Findings published in The Clinical Journal of Pain indicate that obese individuals who suffer from osteoarthritis and have adequate vitamin D levels could walk, balance and rise from sitting to standing better than obese participants with insufficient vitamin D levels.
“Adequate vitamin D may be significant to improving osteoarthritis pain because it affects bone quality and protects cell function to help reduce inflammation. Vitamin D maintains calcium and phosphate concentration levels to keep bones strong,” lead author Toni L. Glover, an assistant professor in the UF College of Nursing, part of UF Health, said in a press release. “Increased pain due to osteoarthritis could limit physical activity, including outdoor activity, which would lead to both decreased vitamin D levels and increased obesity.”
The researchers analyzed blood samples for vitamin D levels from a racially-diverse group of 256 middle-aged and older adults. Participants also provided a self-report of knee osteoarthritis pain and completed functional performance tasks such as balance, walking and rising from sitting to standing.

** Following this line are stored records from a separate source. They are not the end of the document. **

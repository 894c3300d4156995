//! Image repository plus container build/push.
//!
//! The output is the digest-qualified image reference, resolved only after
//! the push completes. Downstream consumers therefore always pin an exact,
//! immutable image version, never a mutable tag.

use std::path::Path;
use std::sync::Arc;

use gantry_core::{ImageRef, ProjectContext};
use gantry_graph::{Graph, GraphResult, Output, ResourceHandle};

use crate::api::GcpApi;

pub struct ContainerImage {
    /// Digest-qualified reference; pending until the push finishes.
    pub image_name: Output<ImageRef>,
    /// The push node, for downstream `depends_on` lists.
    pub handle: ResourceHandle,
}

impl ContainerImage {
    pub fn register(
        graph: &mut Graph,
        gcp: Arc<dyn GcpApi>,
        ctx: &ProjectContext,
        service_name: &str,
        build_context: &Path,
        depends_on: &[ResourceHandle],
    ) -> GraphResult<Self> {
        let repository_id = format!("{service_name}-repo");

        let repo = {
            let gcp = gcp.clone();
            let ctx = ctx.clone();
            let repository_id = repository_id.clone();
            graph.resource(
                &format!("{service_name}-repo"),
                "artifactregistry.Repository",
                depends_on,
                move || async move {
                    gcp.create_repository(&ctx.project, &ctx.region, &repository_id)
                        .await?;
                    Ok(())
                },
            )?
        };
        {
            let gcp = gcp.clone();
            let ctx = ctx.clone();
            let repository_id = repository_id.clone();
            graph.set_delete(repo, move || async move {
                gcp.delete_repository(&ctx.project, &ctx.region, &repository_id)
                    .await?;
                Ok(())
            });
        }

        let base_name = format!(
            "{region}-docker.pkg.dev/{project}/{repository_id}/{service_name}",
            region = ctx.region,
            project = ctx.project,
        );
        let (slot, image_name) = Output::pending();
        let handle = {
            let build_context = build_context.to_path_buf();
            graph.resource(
                &format!("{service_name}-image"),
                "docker.Image",
                &[repo],
                move || async move {
                    let image_ref = gcp.build_and_push_image(&base_name, &build_context).await?;
                    slot.set(image_ref);
                    Ok(())
                },
            )?
        };

        Ok(ContainerImage { image_name, handle })
    }
}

This study was part of a larger project that studies racial and ethnic differences in pain in individuals with osteoarthritis. Among the 126 obese participants, 68 were vitamin D-deficient while only 29 of the 130 non-obese participants were deficient, suggesting obesity may be associated with clinically relevant vitamin D deficiency.
If you are overweight and have osteoarthritis, you may want to bone up on your dairy products that have vitamin D. According to a University of Florida study, higher levels of vitamin D may decrease pain and improve function in obese individuals with osteoarthritis.